The present study also investigated the pattern of change in the levels of the four metalloproteinases after surgical intervention in patients operated for acute aortic dissection. It was found that, immediately after the intervention, the levels of MMP-1, MMP-3 and MMP-9 are increased, while the levels of MMP-2 are decreased. At 24 hours postoperatively, levels of MMP -1, -2 and -9 are almost equal to the preoperative ones. Sangiorgi et al. found that after endovascular exclusion MMP-9 and MMP-3 levels decreased to a level similar to that of patients undergoing open repair [25]. The cardiopulmonary bypass has also been reported to affect serum levels of MMPs [26]. Therefore, duration of extracorporeal circulation is a factor that has to be considered when studying the levels of MMPs after surgical intervention.

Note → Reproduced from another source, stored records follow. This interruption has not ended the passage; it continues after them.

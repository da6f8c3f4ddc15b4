use std::path::Path;

/// Nombre usado cuando el archivo no trae `(…)` en su nombre.
pub const UNKNOWN_SCHOOL: &str = "알수없음";
/// Nombre del colegio combinado en modo único cuando no hay ninguno.
pub const SINGLE_SCHOOL_FALLBACK: &str = "단일학교";

const HIGH_SUFFIX: &str = "고";
const HIGH_SCHOOL_SUFFIX: &str = "고등학교";

/// Deriva el nombre del colegio del nombre de archivo: `2024(가온고).xlsx` -> `가온고등학교`.
pub fn school_name_from_path<P: AsRef<Path>>(path: P) -> String {
    let file_name = path
        .as_ref()
        .file_name()
        .map(|s| s.to_string_lossy().to_string())
        .unwrap_or_default();
    school_name_from_file_name(&file_name)
}

/// Igual que `school_name_from_path` pero sobre el nombre ya extraído.
pub fn school_name_from_file_name(file_name: &str) -> String {
    let inner = file_name.find('(').and_then(|open| {
        let rest = &file_name[open + 1..];
        rest.find(')').map(|close| &rest[..close])
    });

    match inner {
        Some(name) => normalize_school_suffix(name),
        None => UNKNOWN_SCHOOL.to_string(),
    }
}

/// `xx고` -> `xx고등학교`; el resto queda igual.
pub fn normalize_school_suffix(name: &str) -> String {
    match name.strip_suffix(HIGH_SUFFIX) {
        Some(stem) => format!("{}{}", stem, HIGH_SCHOOL_SUFFIX),
        None => name.to_string(),
    }
}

As a conclusion, measurement of serum MMP levels in thoracic aortic disease and acute myocardial ischemia is a simple and relatively rapid laboratory test, which can be easily obtained even in the primary healthcare setting. Although increased MMP-1 and -3 levels are not specific and can not provide a definite clinical diagnosis, they can be used as a biochemical indicator of aortic disease or acute myocardial ischemia, when evaluated in combination with imaging techniques, such as computed tomography, magnetic resonance angiography or echocardiography. The concept of biochemical diagnosis of aortic dissection is an attractive option, as it is rapid, non-invasive, easy to perform and conceivably less costly than contemporary imaging studies. Further studies are required in order to draw precise conclusions on the clinical significance of MMP serum levels in diagnosis and monitoring of different therapeutic strategies in the management of cardiovascular diseases.